The damage done by street gangs in Killeen — such as the rash of recent gun-related deaths and injuries — is disproportionate to the relatively small number of gang members, according to a sergeant with the Killeen Police Department who spoke with the Herald.
“Out of the 150,000 people in Killeen, it’s a small group of people who are consistently going out and causing havoc around the city,” said KPD Sgt. Neal Holtzclaw, a former detective who now is a supervisor in the department’s Violent Crimes Unit. “Over the last several years, we’ve seen an increase in the amount of criminal activity among youth in their early teens. The influx of criminal activity is among juveniles between the ages of 14 and 16.”
Fewer than 100 people call themselves members of one of Killeen’s three main street gangs: Young Paper Chasers, K-Town Mafia and the Stretch Gang, but detectives who are investigating three Killeen homicides last week said that those gangs are the common denominator.
“A lot of it stems from narcotics and narcotics sales, and to retaliation,” Holtzclaw said. “One group shoots at the other group, which then retaliates by shooting back at them. Part of the problem is that the gangs are indiscriminately shooting and innocent people get hurt. That’s what’s most troubling.”

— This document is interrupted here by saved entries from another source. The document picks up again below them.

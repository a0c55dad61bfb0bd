//! Async facade over the callback-based LUIS SDK.
//!
//! The SDK completes each request by invoking exactly one of two callbacks
//! exactly once. [`LuisClient`] adapts that into awaitable calls by parking
//! a oneshot sender in a take-once slot shared by both callback branches,
//! then retains the most recent recognition result for the synchronous
//! [`intent`](LuisClient::intent) / [`entity`](LuisClient::entity)
//! accessors.

use std::sync::{Arc, Mutex};

use tokio::sync::oneshot;

use crate::error::{LuisError, Result};
use crate::response::LuisResponse;
use crate::transport::{OnFailure, OnSuccess, Transport, TransportError};

/// Configuration for a LUIS application. Immutable after construction.
#[derive(Debug, Clone)]
pub struct LuisConfig {
    app_id: String,
    app_key: String,
    verbose: bool,
}

impl LuisConfig {
    /// Create a config for the given LUIS app.
    ///
    /// `app_id` is the GUID of the app (obtained at luis.ai), `app_key` the
    /// subscription key from the Azure portal. The verbose flag defaults to
    /// `true`; leave it there unless you have a reason not to.
    pub fn new(app_id: impl Into<String>, app_key: impl Into<String>) -> Self {
        Self {
            app_id: app_id.into(),
            app_key: app_key.into(),
            verbose: true,
        }
    }

    /// Override the verbose flag. Verbose queries return the full ranked
    /// intent list and enable the transport's diagnostic logging; the flag
    /// has no effect on the facade's own behavior.
    pub fn with_verbose(mut self, verbose: bool) -> Self {
        self.verbose = verbose;
        self
    }

    /// Create from the `LUIS_APP_ID` and `LUIS_APP_KEY` environment
    /// variables.
    pub fn from_env() -> Result<Self> {
        let app_id = std::env::var("LUIS_APP_ID")
            .map_err(|_| LuisError::Config("LUIS_APP_ID environment variable not set".into()))?;
        let app_key = std::env::var("LUIS_APP_KEY")
            .map_err(|_| LuisError::Config("LUIS_APP_KEY environment variable not set".into()))?;
        Ok(Self::new(app_id, app_key))
    }

    pub fn app_id(&self) -> &str {
        &self.app_id
    }

    pub fn app_key(&self) -> &str {
        &self.app_key
    }

    pub fn verbose(&self) -> bool {
        self.verbose
    }
}

/// Async LUIS client.
///
/// Cheap to clone; clones share the retained response. Only
/// [`send`](Self::send) touches that shared state. Overlapping `send`
/// calls on one instance race, and the final stored result is whichever
/// completes last. Serialize `send` calls if order matters.
#[derive(Clone)]
pub struct LuisClient {
    config: LuisConfig,
    transport: Arc<dyn Transport>,
    response: Arc<Mutex<Option<LuisResponse>>>,
}

impl LuisClient {
    /// Create a client from a config and a transport. No network activity
    /// happens here.
    pub fn new(config: LuisConfig, transport: Arc<dyn Transport>) -> Self {
        Self {
            config,
            transport,
            response: Arc::new(Mutex::new(None)),
        }
    }

    pub fn config(&self) -> &LuisConfig {
        &self.config
    }

    pub fn app_id(&self) -> &str {
        self.config.app_id()
    }

    pub fn app_key(&self) -> &str {
        self.config.app_key()
    }

    pub fn verbose(&self) -> bool {
        self.config.verbose()
    }

    /// Send `text` to LUIS and await the recognition result.
    ///
    /// The text is passed to the transport unvalidated and unnormalized.
    /// Resolves with the success payload or fails with the transport's
    /// failure payload unchanged. There is no retry or timeout: a transport
    /// that never completes leaves this future pending indefinitely.
    pub async fn predict(&self, text: &str) -> Result<LuisResponse> {
        tracing::debug!(utterance = %text, "sending utterance to LUIS");
        let (on_success, on_failure, done) = completion_pair();
        self.transport.predict(text, on_success, on_failure);
        finish(done).await
    }

    /// Continue a multi-turn dialog.
    ///
    /// `prior` is a previous response carrying the dialog's continuation
    /// state; `force_set_parameter_name` sets the `forceset` parameter in
    /// the LUIS URL and is forwarded verbatim.
    pub async fn reply(
        &self,
        text: &str,
        prior: &LuisResponse,
        force_set_parameter_name: Option<&str>,
    ) -> Result<LuisResponse> {
        tracing::debug!(utterance = %text, "continuing LUIS dialog");
        let (on_success, on_failure, done) = completion_pair();
        self.transport
            .reply(text, prior, on_success, on_failure, force_set_parameter_name);
        finish(done).await
    }

    /// Send `text` to LUIS and retain the response inside this instance for
    /// [`intent`](Self::intent) and [`entity`](Self::entity).
    ///
    /// The previously retained response is erased as soon as the new
    /// submission starts. If the submission fails, the error propagates and
    /// the retained state stays empty; the old response is not restored.
    pub async fn send(&self, text: &str) -> Result<()> {
        // Erase the previous response and re-query the server.
        *self.response.lock().unwrap() = None;
        let response = self.predict(text).await?;
        *self.response.lock().unwrap() = Some(response);
        Ok(())
    }

    /// Name of the top scoring intent from the retained response, e.g.
    /// `"None"`.
    ///
    /// Fails with [`LuisError::NoResponse`] until a `send` has completed
    /// successfully.
    pub fn intent(&self) -> Result<String> {
        let response = self.response.lock().unwrap();
        response
            .as_ref()
            .and_then(|r| r.top_scoring_intent.as_ref())
            .map(|top| top.intent.clone())
            .ok_or(LuisError::NoResponse)
    }

    /// Value of the first entity of the given type from the retained
    /// response, or `None` if no such entity was recognized.
    ///
    /// If there are multiple entities of that type, only the first is
    /// returned. The canonical resolution takes precedence over the raw
    /// recognized span. Same precondition as [`intent`](Self::intent).
    pub fn entity(&self, entity_type: &str) -> Result<Option<String>> {
        let response = self.response.lock().unwrap();
        let response = response
            .as_ref()
            .filter(|r| r.top_scoring_intent.is_some())
            .ok_or(LuisError::NoResponse)?;
        Ok(response
            .first_entity(entity_type)
            .map(|entity| entity.value().to_string()))
    }

    /// The retained response, if any. `None` while a `send` is in flight or
    /// after one has failed.
    pub fn last_response(&self) -> Option<LuisResponse> {
        self.response.lock().unwrap().clone()
    }
}

type Completion = oneshot::Receiver<std::result::Result<LuisResponse, TransportError>>;

/// Bridge the SDK's two-branch callback contract into a single oneshot.
///
/// The sender lives in a take-once slot shared by both branches, so a
/// transport that violates the exactly-once contract resolves nothing
/// twice: the late branch finds the slot empty and is dropped with a
/// warning.
fn completion_pair() -> (OnSuccess, OnFailure, Completion) {
    let (tx, rx) = oneshot::channel();
    let slot = Arc::new(Mutex::new(Some(tx)));
    let failure_slot = Arc::clone(&slot);

    let on_success: OnSuccess = Box::new(move |response| {
        match slot.lock().unwrap().take() {
            // The receiver may already be gone if the caller stopped
            // waiting; that is fine.
            Some(tx) => {
                let _ = tx.send(Ok(response));
            }
            None => tracing::warn!("LUIS transport invoked a second completion callback; ignored"),
        }
    });

    let on_failure: OnFailure = Box::new(move |failure| {
        match failure_slot.lock().unwrap().take() {
            Some(tx) => {
                let _ = tx.send(Err(failure));
            }
            None => tracing::warn!("LUIS transport invoked a second completion callback; ignored"),
        }
    });

    (on_success, on_failure, rx)
}

async fn finish(done: Completion) -> Result<LuisResponse> {
    match done.await {
        Ok(Ok(response)) => {
            tracing::debug!(
                intent = response
                    .top_scoring_intent
                    .as_ref()
                    .map(|top| top.intent.as_str()),
                "LUIS responded"
            );
            Ok(response)
        }
        Ok(Err(failure)) => Err(LuisError::Transport(failure)),
        // Both callbacks were dropped without firing.
        Err(_) => Err(LuisError::Disconnected),
    }
}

At a news conference Monday about the rash of shootings and gang violence, KPD Police Chief Charles Kimble said another gang-related drive-by shooting injured a 5-year-old girl and an adult woman in 3400 block of Barcelona Drive on Sunday night.
“How can you sleep at night, knowing that the people you’re helping are shooting 5-year-old girls?” Kimble said,
KPD working recent homicide cases
Multiple KPD detectives from the Homicide, Violent Crimes and Organized Crime Units are working on the three fatal shootings, which happened three nights in a row on Sept. 5, 6 and 7.
“We’re putting our minds together as a group and we’re meeting on a daily basis to go over our notes and information we’re gathering,” Holtzclaw said. “We each have our own responsibilities within the investigations. We want to get justice for the victims in these cases.”
The first victim was 21-year-old Braylon Tyrese Hines, who was shot and killed on Sept. 5 at the Local 6 Motel on E. Veterans Memorial Blvd.
Just days later, two other people died of injuries sustained during separate shootings. On Sept. 7, Cullen Gerard Sinclair Jr., 18, died following a shooting that occurred on Sept. 6 in the 4500 block of Westcliff Road. Nineteen-year-old Alondra Santiago died on Sept. 8 after a drive-by shooting on Sept. 7 in the 1800 block of Stardust Street in North Killeen.
What can you do?
Some might ask, how do I identify a member of a street gang?
Holtzclaw said that watching for changes in a person, especially young teenagers, is key to combating the issue of gang membership because people join gangs at ages as young as 15 years old or even younger.
“If there is a child who had great attendance and was on the Honor Roll suddenly shows an extreme change in behavior or attitude, that’s a huge sign,” he said. “Kids might start identifying themselves with certain colors or sports teams, or using hand signs. If the child suddenly has a lot of money or a new iPhone 12, that’s another sign.”
Because some of those aspects could occur for reasons besides gang membership, Holtzclaw said that it’s important to look at every aspect combined.
“Their social media will always change, such as posting pictures of guns,” he said.
Holtzclaw asked residents to report any suspicious activity to the Killeen Crime Stoppers, which provides an anonymous tip line.
“We always say, ‘If you see something, say something,’” Holtzclaw said.